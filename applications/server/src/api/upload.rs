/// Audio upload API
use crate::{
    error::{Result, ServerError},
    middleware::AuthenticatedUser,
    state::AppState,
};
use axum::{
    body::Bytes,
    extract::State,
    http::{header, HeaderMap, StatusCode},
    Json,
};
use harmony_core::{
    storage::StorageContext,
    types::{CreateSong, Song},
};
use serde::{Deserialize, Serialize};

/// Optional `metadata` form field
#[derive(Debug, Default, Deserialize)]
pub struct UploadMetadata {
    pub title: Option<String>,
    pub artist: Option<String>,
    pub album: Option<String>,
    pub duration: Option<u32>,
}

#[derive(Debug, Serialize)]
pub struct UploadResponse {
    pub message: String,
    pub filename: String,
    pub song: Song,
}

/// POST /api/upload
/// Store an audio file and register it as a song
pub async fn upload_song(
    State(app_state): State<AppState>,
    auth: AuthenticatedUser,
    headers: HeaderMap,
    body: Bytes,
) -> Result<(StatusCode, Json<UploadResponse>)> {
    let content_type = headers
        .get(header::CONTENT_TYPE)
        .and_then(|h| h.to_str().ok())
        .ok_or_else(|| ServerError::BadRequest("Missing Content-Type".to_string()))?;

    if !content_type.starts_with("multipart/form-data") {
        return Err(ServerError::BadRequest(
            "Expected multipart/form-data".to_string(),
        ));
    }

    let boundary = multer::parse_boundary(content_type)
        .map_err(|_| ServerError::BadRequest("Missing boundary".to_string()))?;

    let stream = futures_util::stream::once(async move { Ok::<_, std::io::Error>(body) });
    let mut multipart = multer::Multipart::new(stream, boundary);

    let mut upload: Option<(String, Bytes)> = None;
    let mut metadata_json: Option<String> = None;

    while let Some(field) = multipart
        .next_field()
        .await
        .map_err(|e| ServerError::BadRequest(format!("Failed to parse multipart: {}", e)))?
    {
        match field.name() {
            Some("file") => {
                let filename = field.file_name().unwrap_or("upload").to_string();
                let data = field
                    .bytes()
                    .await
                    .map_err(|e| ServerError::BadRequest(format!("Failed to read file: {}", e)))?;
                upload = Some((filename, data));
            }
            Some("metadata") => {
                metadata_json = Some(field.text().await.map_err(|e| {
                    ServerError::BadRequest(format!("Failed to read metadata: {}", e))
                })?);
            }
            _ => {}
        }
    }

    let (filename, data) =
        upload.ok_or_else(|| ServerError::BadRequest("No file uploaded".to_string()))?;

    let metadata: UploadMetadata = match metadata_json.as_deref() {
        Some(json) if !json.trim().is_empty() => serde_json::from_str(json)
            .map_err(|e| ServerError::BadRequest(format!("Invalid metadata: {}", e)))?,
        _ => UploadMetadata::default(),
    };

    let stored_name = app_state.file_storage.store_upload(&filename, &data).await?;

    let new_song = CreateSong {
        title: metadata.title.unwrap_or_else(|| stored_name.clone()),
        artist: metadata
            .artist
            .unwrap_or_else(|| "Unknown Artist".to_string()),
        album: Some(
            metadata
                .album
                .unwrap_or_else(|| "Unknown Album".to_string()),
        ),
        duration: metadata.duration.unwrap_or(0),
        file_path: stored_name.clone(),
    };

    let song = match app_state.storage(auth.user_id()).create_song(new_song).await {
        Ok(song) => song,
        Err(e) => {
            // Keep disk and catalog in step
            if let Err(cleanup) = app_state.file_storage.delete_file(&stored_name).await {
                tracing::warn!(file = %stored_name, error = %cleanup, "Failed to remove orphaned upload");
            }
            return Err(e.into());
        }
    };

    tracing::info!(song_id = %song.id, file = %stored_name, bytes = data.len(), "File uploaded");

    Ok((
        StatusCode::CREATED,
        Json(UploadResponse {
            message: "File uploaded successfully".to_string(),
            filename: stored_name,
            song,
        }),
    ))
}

+ + +

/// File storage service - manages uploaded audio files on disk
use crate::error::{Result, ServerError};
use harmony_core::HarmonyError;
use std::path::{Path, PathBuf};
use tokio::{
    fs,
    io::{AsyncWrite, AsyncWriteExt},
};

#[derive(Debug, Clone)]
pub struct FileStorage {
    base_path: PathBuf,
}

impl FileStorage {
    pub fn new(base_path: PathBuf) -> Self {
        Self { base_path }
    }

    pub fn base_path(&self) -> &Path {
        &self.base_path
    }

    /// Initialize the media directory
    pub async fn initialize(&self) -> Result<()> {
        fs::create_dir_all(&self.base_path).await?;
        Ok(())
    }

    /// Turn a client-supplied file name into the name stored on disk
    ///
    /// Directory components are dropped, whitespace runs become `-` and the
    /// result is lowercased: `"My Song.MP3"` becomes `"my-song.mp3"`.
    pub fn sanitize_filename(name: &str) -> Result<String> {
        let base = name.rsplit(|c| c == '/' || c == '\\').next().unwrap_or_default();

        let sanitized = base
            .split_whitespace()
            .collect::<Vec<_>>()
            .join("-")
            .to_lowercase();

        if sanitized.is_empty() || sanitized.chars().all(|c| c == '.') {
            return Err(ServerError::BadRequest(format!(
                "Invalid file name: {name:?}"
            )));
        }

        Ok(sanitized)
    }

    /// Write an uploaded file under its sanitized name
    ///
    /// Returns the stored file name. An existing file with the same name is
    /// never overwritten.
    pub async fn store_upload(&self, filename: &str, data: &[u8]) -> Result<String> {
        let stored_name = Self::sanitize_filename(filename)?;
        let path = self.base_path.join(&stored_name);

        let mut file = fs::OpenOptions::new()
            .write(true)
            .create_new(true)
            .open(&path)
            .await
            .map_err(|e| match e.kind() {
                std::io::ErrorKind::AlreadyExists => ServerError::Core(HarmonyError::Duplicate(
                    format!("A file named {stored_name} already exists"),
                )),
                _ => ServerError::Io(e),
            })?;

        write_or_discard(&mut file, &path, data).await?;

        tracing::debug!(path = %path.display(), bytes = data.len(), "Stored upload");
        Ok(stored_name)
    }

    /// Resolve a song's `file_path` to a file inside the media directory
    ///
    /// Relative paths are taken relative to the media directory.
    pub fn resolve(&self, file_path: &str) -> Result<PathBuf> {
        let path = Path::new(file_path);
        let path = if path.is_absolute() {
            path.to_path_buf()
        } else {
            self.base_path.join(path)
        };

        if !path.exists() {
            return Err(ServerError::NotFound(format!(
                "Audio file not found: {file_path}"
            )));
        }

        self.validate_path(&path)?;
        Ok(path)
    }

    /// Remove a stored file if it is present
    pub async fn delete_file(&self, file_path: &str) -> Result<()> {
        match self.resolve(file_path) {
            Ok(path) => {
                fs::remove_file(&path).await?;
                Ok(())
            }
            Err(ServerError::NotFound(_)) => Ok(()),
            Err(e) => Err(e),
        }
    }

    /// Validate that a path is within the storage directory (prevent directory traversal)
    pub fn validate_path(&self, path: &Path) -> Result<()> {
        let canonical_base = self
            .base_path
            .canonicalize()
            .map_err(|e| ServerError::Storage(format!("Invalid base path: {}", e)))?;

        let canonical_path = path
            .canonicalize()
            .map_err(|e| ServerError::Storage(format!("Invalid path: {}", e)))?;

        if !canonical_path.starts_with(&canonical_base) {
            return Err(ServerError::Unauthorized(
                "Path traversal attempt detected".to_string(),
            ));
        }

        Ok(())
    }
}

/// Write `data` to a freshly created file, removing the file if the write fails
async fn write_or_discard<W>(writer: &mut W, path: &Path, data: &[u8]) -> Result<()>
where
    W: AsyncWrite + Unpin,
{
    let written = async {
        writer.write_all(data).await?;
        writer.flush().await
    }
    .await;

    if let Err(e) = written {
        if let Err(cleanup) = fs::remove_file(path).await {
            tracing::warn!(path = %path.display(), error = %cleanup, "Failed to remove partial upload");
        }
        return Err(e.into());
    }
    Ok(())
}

+ + +

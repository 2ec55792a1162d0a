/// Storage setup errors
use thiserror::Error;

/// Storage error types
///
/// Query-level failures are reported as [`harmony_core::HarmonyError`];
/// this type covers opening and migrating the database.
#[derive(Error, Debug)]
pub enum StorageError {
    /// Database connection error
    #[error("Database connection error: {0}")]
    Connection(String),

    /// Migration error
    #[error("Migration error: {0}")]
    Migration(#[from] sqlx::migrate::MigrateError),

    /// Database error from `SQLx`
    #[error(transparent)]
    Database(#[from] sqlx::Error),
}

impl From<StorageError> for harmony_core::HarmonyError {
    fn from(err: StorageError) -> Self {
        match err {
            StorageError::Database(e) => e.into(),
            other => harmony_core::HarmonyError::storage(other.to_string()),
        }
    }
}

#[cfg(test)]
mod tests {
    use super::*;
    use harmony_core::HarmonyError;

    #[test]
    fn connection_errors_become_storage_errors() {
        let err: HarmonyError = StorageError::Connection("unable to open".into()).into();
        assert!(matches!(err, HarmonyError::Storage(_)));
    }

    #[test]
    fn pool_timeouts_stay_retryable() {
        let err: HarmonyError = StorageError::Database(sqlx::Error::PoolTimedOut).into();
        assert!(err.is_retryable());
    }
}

+ + +

● **What is being asked**: From the entries above, print the lines beginning at the one with "let metadata: UploadMetadata" and stopping after the one with "catalog in step", exactly as written and with nothing else.

● **Solved exercise**:
    let metadata: UploadMetadata = match metadata_json.as_deref() {
        Some(json) if !json.trim().is_empty() => serde_json::from_str(json)
            .map_err(|e| ServerError::BadRequest(format!("Invalid metadata: {}", e)))?,
        _ => UploadMetadata::default(),
    };

    let stored_name = app_state.file_storage.store_upload(&filename, &data).await?;

    let new_song = CreateSong {
        title: metadata.title.unwrap_or_else(|| stored_name.clone()),
        artist: metadata
            .artist
            .unwrap_or_else(|| "Unknown Artist".to_string()),
        album: Some(
            metadata
                .album
                .unwrap_or_else(|| "Unknown Album".to_string()),
        ),
        duration: metadata.duration.unwrap_or(0),
        file_path: stored_name.clone(),
    };

    let song = match app_state.storage(auth.user_id()).create_song(new_song).await {
        Ok(song) => song,
        Err(e) => {
            // Keep disk and catalog in step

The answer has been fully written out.